▶ **Exercise requirements**
Looking at the data, count the lines where the word "KeyValueStore" occurs and answer with only the number.

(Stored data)
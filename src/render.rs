//! Narrow interface to the rendering substrate.
//!
//! The core never draws. It tells a [`RenderSurface`] to place, update or
//! remove the visual for an entity and keeps the returned [`VisualHandle`]
//! next to the entity. Handles are non-owning: the store drops a handle in the
//! same call that removes its entity, and the session removes the visual
//! before anything else can observe it.

use crate::geometry::Measurement;
use crate::model::{Marker, Point, Zone};
use crate::overlay::RadiusOverlay;

/// Opaque reference to a visual owned by the rendering substrate.
#[derive(Debug, Clone, Copy, PartialEq, Eq, Hash)]
pub struct VisualHandle(pub u64);

/// Operations the core drives on the map surface.
pub trait RenderSurface {
    /// Place a marker visual.
    fn place_marker(&mut self, marker: &Marker) -> VisualHandle;

    /// Refresh a marker visual after its position or content changed.
    fn update_marker(&mut self, handle: VisualHandle, marker: &Marker);

    /// Enable or disable dragging of a marker visual.
    fn set_draggable(&mut self, handle: VisualHandle, draggable: bool);

    /// Place a finished zone polygon.
    fn place_zone(&mut self, zone: &Zone) -> VisualHandle;

    /// Refresh a zone visual after a label or number change.
    fn update_zone(&mut self, handle: VisualHandle, zone: &Zone);

    /// Remove any visual previously returned by this surface.
    fn remove(&mut self, handle: VisualHandle);

    /// Draw the in-progress zone: first vertex marker, open polyline, and a
    /// filled preview once there are three or more vertices.
    fn show_zone_preview(&mut self, points: &[Point]);

    /// Remove the in-progress zone drawing.
    fn clear_zone_preview(&mut self);

    /// Draw or move the radius overlay.
    fn show_overlay(&mut self, overlay: &RadiusOverlay, pixels_per_unit: f64);

    /// Show a measurement between two endpoints.
    fn show_measurement(&mut self, from: Point, to: Point, measurement: &Measurement);

    /// Remove any measurement drawing.
    fn clear_measurement(&mut self);
}

/// Surface that draws nothing. Used by the headless driver.
#[derive(Debug, Default)]
pub struct NullSurface {
    next_handle: u64,
}

impl NullSurface {
    pub fn new() -> Self {
        Self::default()
    }

    fn issue(&mut self) -> VisualHandle {
        self.next_handle += 1;
        VisualHandle(self.next_handle)
    }
}

impl RenderSurface for NullSurface {
    fn place_marker(&mut self, _marker: &Marker) -> VisualHandle {
        self.issue()
    }

    fn update_marker(&mut self, _handle: VisualHandle, _marker: &Marker) {}

    fn set_draggable(&mut self, _handle: VisualHandle, _draggable: bool) {}

    fn place_zone(&mut self, _zone: &Zone) -> VisualHandle {
        self.issue()
    }

    fn update_zone(&mut self, _handle: VisualHandle, _zone: &Zone) {}

    fn remove(&mut self, _handle: VisualHandle) {}

    fn show_zone_preview(&mut self, _points: &[Point]) {}

    fn clear_zone_preview(&mut self) {}

    fn show_overlay(&mut self, _overlay: &RadiusOverlay, _pixels_per_unit: f64) {}

    fn show_measurement(&mut self, _from: Point, _to: Point, _measurement: &Measurement) {}

    fn clear_measurement(&mut self) {}
}
//! Key-value backends for the durable record.

use std::collections::HashMap;

use thiserror::Error;

/// Errors from a storage backend.
#[derive(Debug, Error)]
pub enum StorageError {
    /// I/O error when reading or writing a record
    #[error("I/O error: {0}")]
    Io(#[from] std::io::Error),

    /// JSON serialization error
    #[error("JSON error: {0}")]
    Json(#[from] serde_json::Error),

    /// Storage is missing or refused access (browser storage in WASM)
    #[error("Storage unavailable: {0}")]
    Unavailable(String),
}

/// A persistent string store addressed by fixed keys.
pub trait KeyValueStore {
    /// Read the value for `key`, `None` if absent.
    fn get(&self, key: &str) -> Result<Option<String>, StorageError>;

    /// Overwrite the value for `key`.
    fn set(&mut self, key: &str, value: &str) -> Result<(), StorageError>;

    /// Delete the value for `key`. Absent keys are not an error.
    fn remove(&mut self, key: &str) -> Result<(), StorageError>;
}

/// In-memory store, for tests and throwaway sessions.
#[derive(Debug, Clone, Default)]
pub struct MemoryStore {
    entries: HashMap<String, String>,
}

impl MemoryStore {
    pub fn new() -> Self {
        Self::default()
    }

    /// Seed a value, e.g. a previously saved record.
    pub fn with_entry(mut self, key: impl Into<String>, value: impl Into<String>) -> Self {
        self.entries.insert(key.into(), value.into());
        self
    }
}

impl KeyValueStore for MemoryStore {
    fn get(&self, key: &str) -> Result<Option<String>, StorageError> {
        Ok(self.entries.get(key).cloned())
    }

    fn set(&mut self, key: &str, value: &str) -> Result<(), StorageError> {
        self.entries.insert(key.to_string(), value.to_string());
        Ok(())
    }

    fn remove(&mut self, key: &str) -> Result<(), StorageError> {
        self.entries.remove(key);
        Ok(())
    }
}

#[cfg(not(target_arch = "wasm32"))]
pub use file::FileStore;

#[cfg(not(target_arch = "wasm32"))]
mod file {
    use std::path::{Path, PathBuf};

    use super::{KeyValueStore, StorageError};

    /// One JSON file per key inside a directory.
    #[derive(Debug, Clone)]
    pub struct FileStore {
        dir: PathBuf,
    }

    impl FileStore {
        pub fn new(dir: impl Into<PathBuf>) -> Self {
            Self { dir: dir.into() }
        }

        /// Store under the user's data directory.
        /// Returns None if no data or home directory can be determined.
        pub fn default_location() -> Option<Self> {
            if let Some(data_dir) = dirs::data_dir() {
                Some(Self::new(data_dir.join("mapnote")))
            } else {
                dirs::home_dir().map(|home| Self::new(home.join(".local").join("share").join("mapnote")))
            }
        }

        pub fn dir(&self) -> &Path {
            &self.dir
        }

        fn path_for(&self, key: &str) -> PathBuf {
            let name: String = key
                .chars()
                .map(|c| if c.is_ascii_alphanumeric() || c == '-' || c == '_' { c } else { '_' })
                .collect();
            self.dir.join(format!("{}.json", name))
        }
    }

    impl KeyValueStore for FileStore {
        fn get(&self, key: &str) -> Result<Option<String>, StorageError> {
            let path = self.path_for(key);
            match std::fs::read_to_string(&path) {
                Ok(value) => Ok(Some(value)),
                Err(e) if e.kind() == std::io::ErrorKind::NotFound => {
                    log::debug!("No record found at {:?}", path);
                    Ok(None)
                }
                Err(e) => Err(e.into()),
            }
        }

        fn set(&mut self, key: &str, value: &str) -> Result<(), StorageError> {
            std::fs::create_dir_all(&self.dir)?;
            let path = self.path_for(key);
            // Write beside the target and rename so a crash never leaves half a record.
            let tmp = path.with_extension("json.tmp");
            std::fs::write(&tmp, value)?;
            std::fs::rename(&tmp, &path)?;
            log::debug!("Wrote record to {:?}", path);
            Ok(())
        }

        fn remove(&mut self, key: &str) -> Result<(), StorageError> {
            match std::fs::remove_file(self.path_for(key)) {
                Ok(()) => Ok(()),
                Err(e) if e.kind() == std::io::ErrorKind::NotFound => Ok(()),
                Err(e) => Err(e.into()),
            }
        }
    }
}

#[cfg(target_arch = "wasm32")]
pub use local_storage::LocalStorageStore;

#[cfg(target_arch = "wasm32")]
mod local_storage {
    use super::{KeyValueStore, StorageError};

    /// Browser localStorage.
    #[derive(Debug, Clone, Copy, Default)]
    pub struct LocalStorageStore;

    impl LocalStorageStore {
        fn storage() -> Result<web_sys::Storage, StorageError> {
            let window = web_sys::window()
                .ok_or_else(|| StorageError::Unavailable("No window object available".to_string()))?;
            window
                .local_storage()
                .map_err(|e| StorageError::Unavailable(format!("localStorage access error: {:?}", e)))?
                .ok_or_else(|| StorageError::Unavailable("localStorage not available".to_string()))
        }
    }

    impl KeyValueStore for LocalStorageStore {
        fn get(&self, key: &str) -> Result<Option<String>, StorageError> {
            Self::storage()?
                .get_item(key)
                .map_err(|e| StorageError::Unavailable(format!("Failed to read localStorage: {:?}", e)))
        }

        fn set(&mut self, key: &str, value: &str) -> Result<(), StorageError> {
            Self::storage()?
                .set_item(key, value)
                .map_err(|e| StorageError::Unavailable(format!("Failed to save to localStorage: {:?}", e)))
        }

        fn remove(&mut self, key: &str) -> Result<(), StorageError> {
            Self::storage()?
                .remove_item(key)
                .map_err(|e| StorageError::Unavailable(format!("Failed to clear localStorage: {:?}", e)))
        }
    }
}

#[cfg(test)]
mod tests {
    use super::*;

    #[test]
    fn test_memory_store() {
        let mut store = MemoryStore::new();
        assert_eq!(store.get("k").unwrap(), None);
        store.set("k", "v1").unwrap();
        store.set("k", "v2").unwrap();
        assert_eq!(store.get("k").unwrap().as_deref(), Some("v2"));
        store.remove("k").unwrap();
        store.remove("k").unwrap();
        assert_eq!(store.get("k").unwrap(), None);
    }

    #[cfg(not(target_arch = "wasm32"))]
    #[test]
    fn test_file_store_round_trip() {
        let dir = tempfile::tempdir().unwrap();
        let mut store = FileStore::new(dir.path().join("nested"));
        assert_eq!(store.get("mapnote-state").unwrap(), None);

        store.set("mapnote-state", "{\"a\":1}").unwrap();
        assert_eq!(
            store.get("mapnote-state").unwrap().as_deref(),
            Some("{\"a\":1}")
        );
        assert!(store.dir().join("mapnote-state.json").exists());
        assert!(!store.dir().join("mapnote-state.json.tmp").exists());

        store.remove("mapnote-state").unwrap();
        store.remove("mapnote-state").unwrap();
        assert_eq!(store.get("mapnote-state").unwrap(), None);
    }

    #[cfg(not(target_arch = "wasm32"))]
    #[test]
    fn test_file_store_sanitizes_keys() {
        let dir = tempfile::tempdir().unwrap();
        let mut store = FileStore::new(dir.path());
        store.set("../escape", "x").unwrap();
        assert!(dir.path().join("___escape.json").exists());
    }
}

▶ **Task result**
6